When I was younger, I was somewhat mystified as to why Gibson's stories seemed so amazing on paper, but disappointing to me on the screen.
It wasn't until almost a decade later that I remembered something he'd said when I interviewed him back in the late 90s. I don't remember his exact wording, but it was something like "when someone is reading a novel, they're getting a completely custom, one-off 'film' in their mind".
Suddenly, I had a shocking realization: it wasn't that the people adapting his work for film or television were doing a terrible job of it. It was that I was imagining a very different fictional world than the one he actually wrote about.
In my mind (and a lot of peoples', I think), the world of Neuromancer is grim and bleak. That is, it not only looks like Bladerunner, but it makes its fictional inhabitants feel the way watching Bladerunner makes us feel.
What I've started to believe is that this is not really the case for Gibson himself. There is certainly a lot of the look of Bladerunner in Neuromancer (they draw on the same inspirations, like Heavy Metal comics), but there is also a huge helping of quirky humour, like the Rastafarian space station (or if you go back to Johnny Mnemonic (the short story) itself, elements like the "Aryan Reggae Band").
When I read Neuromancer, those elements are sort of in the background - little one-offs that briefly lighten the mood, like Sebastian's "I make friends!" line in Bladerunner, or the way Doctor Who will have a funny scene right before stabbing the viewer in the gut with something sad. But I think Gibson intended them as being close to (if not fully) on equal footing with the more serious aspects.

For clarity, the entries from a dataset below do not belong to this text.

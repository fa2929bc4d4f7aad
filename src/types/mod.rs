// SPDX-License-Identifier: MPL-2.0
// This Source Code Form is subject to the terms of the Mozilla Public
// License, v. 2.0. If a copy of the MPL was not distributed with this
// file, You can obtain one at https://mozilla.org/MPL/2.0/.

//! Value types for MagicHome bulb control.
//!
//! This module provides type-safe representations of values used in bulb
//! commands. Each type ensures values are within their valid ranges at
//! construction time, preventing runtime errors.
//!
//! # Types
//!
//! - [`Level`] - Hub brightness level (0-100%)
//! - [`Kelvin`] - White color temperature (2700-6500 K)
//! - [`Mode`] - Operating mode reported by the bulb
//! - [`NamedColor`] - Fixed 12-entry color palette
//! - [`ManualChannel`] - Single-channel selector (R/G/B/W)

mod channel;
mod kelvin;
mod level;
mod mode;
mod named_color;

pub use channel::ManualChannel;
pub use kelvin::Kelvin;
pub use level::Level;
pub use mode::Mode;
pub use named_color::NamedColor;
// SPDX-License-Identifier: MPL-2.0
// This Source Code Form is subject to the terms of the Mozilla Public
// License, v. 2.0. If a copy of the MPL was not distributed with this
// file, You can obtain one at https://mozilla.org/MPL/2.0/.

//! Fixed color palette for named-color commands.
//!
//! Hubs address palette entries by index 0-11. The palette is fixed; changing
//! it would desynchronize the names and labels already provisioned in the hub
//! profile.

use std::fmt;

use crate::error::ValueError;

/// A palette entry addressable by the hub.
///
/// Each entry carries a base RGB triple; the translator scales the triple by
/// the device's current brightness before writing it.
///
/// # Examples
///
/// ```
/// use magichome_lib::types::NamedColor;
///
/// let color = NamedColor::from_index(5).unwrap();
/// assert_eq!(color, NamedColor::Blue);
/// assert_eq!(color.rgb(), (0, 0, 255));
///
/// assert!(NamedColor::from_index(12).is_none());
/// ```
#[derive(Debug, Clone, Copy, PartialEq, Eq, Hash)]
pub enum NamedColor {
    /// Index 0.
    Red,
    /// Index 1.
    Orange,
    /// Index 2.
    Yellow,
    /// Index 3.
    Green,
    /// Index 4.
    Cyan,
    /// Index 5.
    Blue,
    /// Index 6.
    Purple,
    /// Index 7.
    Pink,
    /// Index 8.
    White,
    /// Index 9.
    ColdWhite,
    /// Index 10.
    WarmWhite,
    /// Index 11.
    Gold,
}

impl NamedColor {
    /// All palette entries in index order.
    pub const ALL: [Self; 12] = [
        Self::Red,
        Self::Orange,
        Self::Yellow,
        Self::Green,
        Self::Cyan,
        Self::Blue,
        Self::Purple,
        Self::Pink,
        Self::White,
        Self::ColdWhite,
        Self::WarmWhite,
        Self::Gold,
    ];

    /// Looks up a palette entry by hub index (0-11).
    #[must_use]
    pub fn from_index(index: u8) -> Option<Self> {
        Self::ALL.get(usize::from(index)).copied()
    }

    /// Returns the hub index of this entry.
    #[must_use]
    pub fn index(&self) -> u8 {
        // Palette is tiny, linear scan is fine.
        #[allow(clippy::cast_possible_truncation)]
        let index = Self::ALL
            .iter()
            .position(|c| c == self)
            .map_or(0, |i| i as u8);
        index
    }

    /// Returns the base RGB triple at full brightness.
    #[must_use]
    pub const fn rgb(&self) -> (u8, u8, u8) {
        match self {
            Self::Red => (255, 0, 0),
            Self::Orange => (255, 165, 0),
            Self::Yellow => (255, 255, 0),
            Self::Green => (0, 255, 0),
            Self::Cyan => (0, 255, 255),
            Self::Blue => (0, 0, 255),
            Self::Purple => (160, 32, 240),
            Self::Pink => (255, 192, 203),
            Self::White => (255, 255, 255),
            Self::ColdWhite => (201, 226, 255),
            Self::WarmWhite => (255, 147, 41),
            Self::Gold => (255, 215, 0),
        }
    }

    /// Returns the hub-profile label.
    #[must_use]
    pub const fn as_str(&self) -> &'static str {
        match self {
            Self::Red => "RED",
            Self::Orange => "ORANGE",
            Self::Yellow => "YELLOW",
            Self::Green => "GREEN",
            Self::Cyan => "CYAN",
            Self::Blue => "BLUE",
            Self::Purple => "PURPLE",
            Self::Pink => "PINK",
            Self::White => "WHITE",
            Self::ColdWhite => "COLD_WHITE",
            Self::WarmWhite => "WARM_WHITE",
            Self::Gold => "GOLD",
        }
    }
}

impl fmt::Display for NamedColor {
    fn fmt(&self, f: &mut fmt::Formatter<'_>) -> fmt::Result {
        write!(f, "{}", self.as_str())
    }
}

impl TryFrom<u8> for NamedColor {
    type Error = ValueError;

    fn try_from(index: u8) -> Result<Self, Self::Error> {
        Self::from_index(index).ok_or(ValueError::UnknownColor(index))
    }
}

If you watch Johnny Mnemonic (the film), or either of the X-Files episodes that Gibson wrote with this in mind, I think you'll see what I mean. All of them are set in a world that looks grim and gritty, but the story itself is actually not. Sort of like The Fifth Element, another Heavy Metal-inspired film.
Anyway, I don't know if I'm right, but the more I think about it, the more I believe I am. Just follow the trail that each of his successive novels points in. Each one is more fantastical and less-serious overall than the previous one.
Track down the shooting script for Johnny Mnemonic - the one that Gibson himself claims is much closer to his original vision for the film. It's really not substantially different than what ended up on screen, at least in the ways that I'm thinking of.